References: 1. Azuki 2. csdn.net

Practice

observe the difference of gas usage between ERC721 Enumberable and ERC721A from mint(), transfer() and approve() functions.

  1. ERC721.sol : inherit ERC721 Enumerable and implement for loop to mint several tokens at a time.

  2. ERC721A.sol : inherit ERC721A and implement mint().

  3. ERC721.t.sol: test the gas usage situation in two test function with mint(), transfer() and approve() in ERC721 and ERC721A, respectively.

Environment

Build

  1. download foundry
curl -L https://foundry.paradigm.xyz | bash
  1. install or update foundry
foundryup
  1. create new project
forge init [project name]
  1. install openzepplin
forge install openzeppelin/openzeppelin-contracts --no-commit
  1. install ERC721A
forge install chiru-labs/ERC721A --no-commit
  1. add dependencies and path
forge remappings > remappings.txt

Test

  1. download the git
git clone https://github.com/Rita94105/ERC721A.git
  1. adjust the path
cd ERC721A
  1. build project
forge build
  1. generate gas report
forge test --gas-report

Result

  1. mint only 3 tokens, transfer tokenId=1 to user2, and approve tokenId=0 to user2. test result

  2. mint 100 tokens, transfer tokenId=50 to user2, and approve tokenId=75 to user2. test result

Conclusion

  1. ERC721 Enumerable usually costs more gas than ERC721A in mint process because of for loop.

  2. ERC721A usually costs more gas than ERC721 Enumerable in transfer and approve process, because by transferring a tokenID that does not have an owner address.
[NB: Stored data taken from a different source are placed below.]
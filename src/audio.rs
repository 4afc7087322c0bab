// Copyright (C) 2026 Michael Wilson <mike@mdwn.dev>
//
// This program is free software: you can redistribute it and/or modify it under
// the terms of the GNU General Public License as published by the Free Software
// Foundation, version 3.
//
// This program is distributed in the hope that it will be useful, but WITHOUT
// ANY WARRANTY; without even the implied warranty of MERCHANTABILITY or FITNESS
// FOR A PARTICULAR PURPOSE. See the GNU General Public License for more details.
//
// You should have received a copy of the GNU General Public License along with
// this program. If not, see <https://www.gnu.org/licenses/>.
//
use std::fmt;
use std::sync::atomic::{AtomicU64, Ordering};
use std::sync::Arc;

use crate::config::EngineConfig;

pub mod buffer;
pub mod cpal;
pub mod error;
pub mod mixer;
pub mod mock;
pub mod source;

pub use buffer::SampleBuffer;
pub use error::SinkError;

/// Global source ID counter.
static NEXT_SOURCE_ID: AtomicU64 = AtomicU64::new(1);

/// Returns a process-unique ID for a new playback source.
pub fn next_source_id() -> u64 {
    NEXT_SOURCE_ID.fetch_add(1, Ordering::Relaxed)
}

/// An audible destination that can create playback voices over a shared sample.
pub trait OutputSink: fmt::Display + Send + Sync {
    /// Creates a voice that plays `buffer` at `rate`, looping if requested. The voice is
    /// silent until started.
    fn create_voice(
        &self,
        buffer: &SampleBuffer,
        rate: f64,
        looping: bool,
    ) -> Result<Box<dyn VoiceHandle>, SinkError>;
}

/// A controllable handle to one playing voice.
pub trait VoiceHandle: Send {
    /// Starts playback.
    fn start(&mut self) -> Result<(), SinkError>;

    /// Stops playback and releases the output. Stopping twice is a no-op.
    fn stop(&mut self);

    /// Returns true once the voice is no longer producing audio, either because it was
    /// stopped or because a non-looping voice played to the end of its sample.
    fn is_finished(&self) -> bool;
}

/// Lists the output devices known to cpal.
pub fn list_devices() -> Result<Vec<String>, SinkError> {
    cpal::Sink::list()
}

/// Gets the output sink selected by the configuration.
pub fn get_sink(config: &EngineConfig) -> Result<Arc<dyn OutputSink>, SinkError> {
    match config.device() {
        Some(device) if device.starts_with("mock") => Ok(Arc::new(mock::Sink::get(device))),
        _ => Ok(Arc::new(cpal::Sink::get(config)?)),
    }
}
    The contract must create actions that include all tokenID’s in order to verify the original NFT owner.

    This is because the original owner has the right to move the token and set it to a new entity.

    Below we present a graph associated with this:

    image

    The above results indicate that moving token IDs in the middle of a larger mint batch (i.e. t1, t2) costs more than moving token IDs at the end of the batch (i.e. t0, t4).